▶ _Records for processing_
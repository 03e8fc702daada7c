//! Body of the intercepted loose-file traversal.
//!
//! ```text
//! enabled? -> gate (loads the cache once) -> bind backend -> list prefix
//!          -> announce names          ...or hand the call to native traversal
//! ```

use std::sync::atomic::{AtomicU64, Ordering};
use std::sync::{Arc, Mutex, PoisonError};
use std::time::{Duration, Instant};

use ldx_config::logging::log_performance_block;
use ldx_config::{log_location_info, log_location_warn};

use crate::facade::ResolutionFacade;
use crate::gate::{InjectionGate, InjectionState};
use crate::location::CacheLocation;
use crate::protocol::{ErrorCode, Location, LooseFileBackend, Traverser};
use crate::switches::Switches;

/// Display name for the root traversal
const ROOT_DISPLAY: &str = "ROOT";

/// Accumulated cost of traversals served natively
#[derive(Debug, Clone, Copy, Default, PartialEq)]
pub struct NativeTiming {
    pub calls: u64,
    pub names: u64,
    pub elapsed: Duration,
}

/// Counts names announced through it
struct CountingTraverser<'a> {
    inner: &'a mut dyn Traverser,
    count: u64,
}

impl Traverser for CountingTraverser<'_> {
    fn process_name(&mut self, name: &str, location: &str) {
        self.count += 1;
        self.inner.process_name(name, location);
    }
}

pub struct LooseFileInjector<B: LooseFileBackend> {
    switches: Arc<Switches>,
    gate: InjectionGate,
    location: Arc<CacheLocation<B>>,
    native_timing: Mutex<NativeTiming>,
    injected_calls: AtomicU64,
}

impl<B: LooseFileBackend> LooseFileInjector<B> {
    pub fn new(location: Arc<CacheLocation<B>>, switches: Arc<Switches>) -> Self {
        Self {
            switches,
            gate: InjectionGate::new(),
            location,
            native_timing: Mutex::new(NativeTiming::default()),
            injected_calls: AtomicU64::new(0),
        }
    }

    pub fn gate(&self) -> &InjectionGate {
        &self.gate
    }

    pub fn location(&self) -> &Arc<CacheLocation<B>> {
        &self.location
    }

    fn facade(&self) -> &Arc<ResolutionFacade> {
        self.location.facade()
    }

    /// Traversals answered from the cache so far
    pub fn injected_calls(&self) -> u64 {
        self.injected_calls.load(Ordering::Relaxed)
    }

    /// Try to answer a traversal from the cache.
    ///
    /// Returns true when every matching name was announced to `traverser`;
    /// false means nothing was announced and the caller must go native.
    pub fn try_inject(&self, backend: &Arc<B>, prefix: &str, traverser: &mut dyn Traverser) -> bool {
        let shown = if prefix.is_empty() { ROOT_DISPLAY } else { prefix };
        let verbose = self.switches.verbose();

        if verbose {
            log_location_info!("Traversal requested", prefix = shown);
        }

        // Disabling only keeps an undecided gate from starting
        if !self.switches.enabled() && self.gate.state() == InjectionState::Uninitialized {
            if verbose {
                log_location_info!("Cache disabled; skipping injection", prefix = shown);
            }
            return false;
        }

        let state = self.gate.resolve(|| self.facade().store().load().is_ok());
        if state != InjectionState::Injected {
            log_location_warn!("Cache not loaded; skipping injection", prefix = shown);
            return false;
        }

        self.location.bind(Some(Arc::clone(backend)));

        let perf = self.switches.performance_diagnostics();
        let started = perf.then(Instant::now);

        let matches = self.facade().paths_for_prefix(prefix);
        if verbose {
            log_location_info!(
                "Traversal prefix",
                raw = prefix,
                normalized = tracing::field::display(
                    self.facade().store().normalizer().normalize_prefix(prefix)
                ),
                cache_entries = self.facade().entry_count(),
                match_count = matches.len(),
            );
        }

        if matches.is_empty() {
            log_location_info!("No cached paths for prefix; using native traversal", prefix = shown);
            return false;
        }

        let location_name = self.location.name();
        for name in matches.iter() {
            traverser.process_name(name, location_name);
        }
        self.injected_calls.fetch_add(1, Ordering::Relaxed);

        if verbose {
            log_location_info!("Injected loose-file paths", prefix = shown, count = matches.len());
        }
        if let Some(started) = started {
            log_performance_block(
                true,
                shown,
                matches.len(),
                started.elapsed().as_secs_f64() * 1000.0,
            );
        }
        true
    }

    /// The intercepted traversal: cache first, then the backend's own
    /// traversal.
    pub fn traverse_prefix(
        &self,
        backend: &Arc<B>,
        prefix: &str,
        traverser: &mut dyn Traverser,
    ) -> ErrorCode {
        if self.try_inject(backend, prefix, traverser) {
            return ErrorCode::None;
        }

        if !self.switches.performance_diagnostics() {
            return backend.traverse_prefix(prefix, traverser);
        }

        let started = Instant::now();
        let mut counting = CountingTraverser {
            inner: traverser,
            count: 0,
        };
        let code = backend.traverse_prefix(prefix, &mut counting);
        let elapsed = started.elapsed();

        let mut timing = self
            .native_timing
            .lock()
            .unwrap_or_else(PoisonError::into_inner);
        timing.calls += 1;
        timing.names += counting.count;
        timing.elapsed += elapsed;
        code
    }

    /// Current native timing totals
    pub fn native_timing(&self) -> NativeTiming {
        *self
            .native_timing
            .lock()
            .unwrap_or_else(PoisonError::into_inner)
    }

    /// Report and reset the native timing totals.
    ///
    /// Emits a performance block only when diagnostics are on and at least
    /// one native traversal was timed.
    pub fn flush_native_timing(&self) -> NativeTiming {
        let timing = std::mem::take(
            &mut *self
                .native_timing
                .lock()
                .unwrap_or_else(PoisonError::into_inner),
        );
        if self.switches.performance_diagnostics() && timing.calls > 0 {
            log_performance_block(
                false,
                "native traversal",
                timing.names as usize,
                timing.elapsed.as_secs_f64() * 1000.0,
            );
        }
        timing
    }
}

impl<B: LooseFileBackend> std::fmt::Debug for LooseFileInjector<B> {
    fn fmt(&self, f: &mut std::fmt::Formatter<'_>) -> std::fmt::Result {
        f.debug_struct("LooseFileInjector")
            .field("gate", &self.gate.state())
            .field("injected_calls", &self.injected_calls())
            .field("native_timing", &self.native_timing())
            .finish()
    }
}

▶ _Problem to solve_
Transcribe the entire listing above exactly as written.

▶ _Task solution_
repository 03e8fc702daada7c
//! Body of the intercepted loose-file traversal.
//!
//! ```text
//! enabled? -> gate (loads the cache once) -> bind backend -> list prefix
//!          -> announce names          ...or hand the call to native traversal
//! ```

use std::sync::atomic::{AtomicU64, Ordering};
use std::sync::{Arc, Mutex, PoisonError};
use std::time::{Duration, Instant};

use ldx_config::logging::log_performance_block;
use ldx_config::{log_location_info, log_location_warn};

use crate::facade::ResolutionFacade;
use crate::gate::{InjectionGate, InjectionState};
use crate::location::CacheLocation;
use crate::protocol::{ErrorCode, Location, LooseFileBackend, Traverser};
use crate::switches::Switches;

/// Display name for the root traversal
const ROOT_DISPLAY: &str = "ROOT";

/// Accumulated cost of traversals served natively
#[derive(Debug, Clone, Copy, Default, PartialEq)]
pub struct NativeTiming {
    pub calls: u64,
    pub names: u64,
    pub elapsed: Duration,
}

/// Counts names announced through it
struct CountingTraverser<'a> {
    inner: &'a mut dyn Traverser,
    count: u64,
}

impl Traverser for CountingTraverser<'_> {
    fn process_name(&mut self, name: &str, location: &str) {
        self.count += 1;
        self.inner.process_name(name, location);
    }
}

pub struct LooseFileInjector<B: LooseFileBackend> {
    switches: Arc<Switches>,
    gate: InjectionGate,
    location: Arc<CacheLocation<B>>,
    native_timing: Mutex<NativeTiming>,
    injected_calls: AtomicU64,
}

impl<B: LooseFileBackend> LooseFileInjector<B> {
    pub fn new(location: Arc<CacheLocation<B>>, switches: Arc<Switches>) -> Self {
        Self {
            switches,
            gate: InjectionGate::new(),
            location,
            native_timing: Mutex::new(NativeTiming::default()),
            injected_calls: AtomicU64::new(0),
        }
    }

    pub fn gate(&self) -> &InjectionGate {
        &self.gate
    }

    pub fn location(&self) -> &Arc<CacheLocation<B>> {
        &self.location
    }

    fn facade(&self) -> &Arc<ResolutionFacade> {
        self.location.facade()
    }

    /// Traversals answered from the cache so far
    pub fn injected_calls(&self) -> u64 {
        self.injected_calls.load(Ordering::Relaxed)
    }

    /// Try to answer a traversal from the cache.
    ///
    /// Returns true when every matching name was announced to `traverser`;
    /// false means nothing was announced and the caller must go native.
    pub fn try_inject(&self, backend: &Arc<B>, prefix: &str, traverser: &mut dyn Traverser) -> bool {
        let shown = if prefix.is_empty() { ROOT_DISPLAY } else { prefix };
        let verbose = self.switches.verbose();

        if verbose {
            log_location_info!("Traversal requested", prefix = shown);
        }

        // Disabling only keeps an undecided gate from starting
        if !self.switches.enabled() && self.gate.state() == InjectionState::Uninitialized {
            if verbose {
                log_location_info!("Cache disabled; skipping injection", prefix = shown);
            }
            return false;
        }

        let state = self.gate.resolve(|| self.facade().store().load().is_ok());
        if state != InjectionState::Injected {
            log_location_warn!("Cache not loaded; skipping injection", prefix = shown);
            return false;
        }

        self.location.bind(Some(Arc::clone(backend)));

        let perf = self.switches.performance_diagnostics();
        let started = perf.then(Instant::now);

        let matches = self.facade().paths_for_prefix(prefix);
        if verbose {
            log_location_info!(
                "Traversal prefix",
                raw = prefix,
                normalized = tracing::field::display(
                    self.facade().store().normalizer().normalize_prefix(prefix)
                ),
                cache_entries = self.facade().entry_count(),
                match_count = matches.len(),
            );
        }

        if matches.is_empty() {
            log_location_info!("No cached paths for prefix; using native traversal", prefix = shown);
            return false;
        }

        let location_name = self.location.name();
        for name in matches.iter() {
            traverser.process_name(name, location_name);
        }
        self.injected_calls.fetch_add(1, Ordering::Relaxed);

        if verbose {
            log_location_info!("Injected loose-file paths", prefix = shown, count = matches.len());
        }
        if let Some(started) = started {
            log_performance_block(
                true,
                shown,
                matches.len(),
                started.elapsed().as_secs_f64() * 1000.0,
            );
        }
        true
    }

    /// The intercepted traversal: cache first, then the backend's own
    /// traversal.
    pub fn traverse_prefix(
        &self,
        backend: &Arc<B>,
        prefix: &str,
        traverser: &mut dyn Traverser,
    ) -> ErrorCode {
        if self.try_inject(backend, prefix, traverser) {
            return ErrorCode::None;
        }

        if !self.switches.performance_diagnostics() {
            return backend.traverse_prefix(prefix, traverser);
        }

        let started = Instant::now();
        let mut counting = CountingTraverser {
            inner: traverser,
            count: 0,
        };
        let code = backend.traverse_prefix(prefix, &mut counting);
        let elapsed = started.elapsed();

        let mut timing = self
            .native_timing
            .lock()
            .unwrap_or_else(PoisonError::into_inner);
        timing.calls += 1;
        timing.names += counting.count;
        timing.elapsed += elapsed;
        code
    }

    /// Current native timing totals
    pub fn native_timing(&self) -> NativeTiming {
        *self
            .native_timing
            .lock()
            .unwrap_or_else(PoisonError::into_inner)
    }

    /// Report and reset the native timing totals.
    ///
    /// Emits a performance block only when diagnostics are on and at least
    /// one native traversal was timed.
    pub fn flush_native_timing(&self) -> NativeTiming {
        let timing = std::mem::take(
            &mut *self
                .native_timing
                .lock()
                .unwrap_or_else(PoisonError::into_inner),
        );
        if self.switches.performance_diagnostics() && timing.calls > 0 {
            log_performance_block(
                false,
                "native traversal",
                timing.names as usize,
                timing.elapsed.as_secs_f64() * 1000.0,
            );
        }
        timing
    }
}

impl<B: LooseFileBackend> std::fmt::Debug for LooseFileInjector<B> {
    fn fmt(&self, f: &mut std::fmt::Formatter<'_>) -> std::fmt::Result {
        f.debug_struct("LooseFileInjector")
            .field("gate", &self.gate.state())
            .field("injected_calls", &self.injected_calls())
            .field("native_timing", &self.native_timing())
            .finish()
    }
}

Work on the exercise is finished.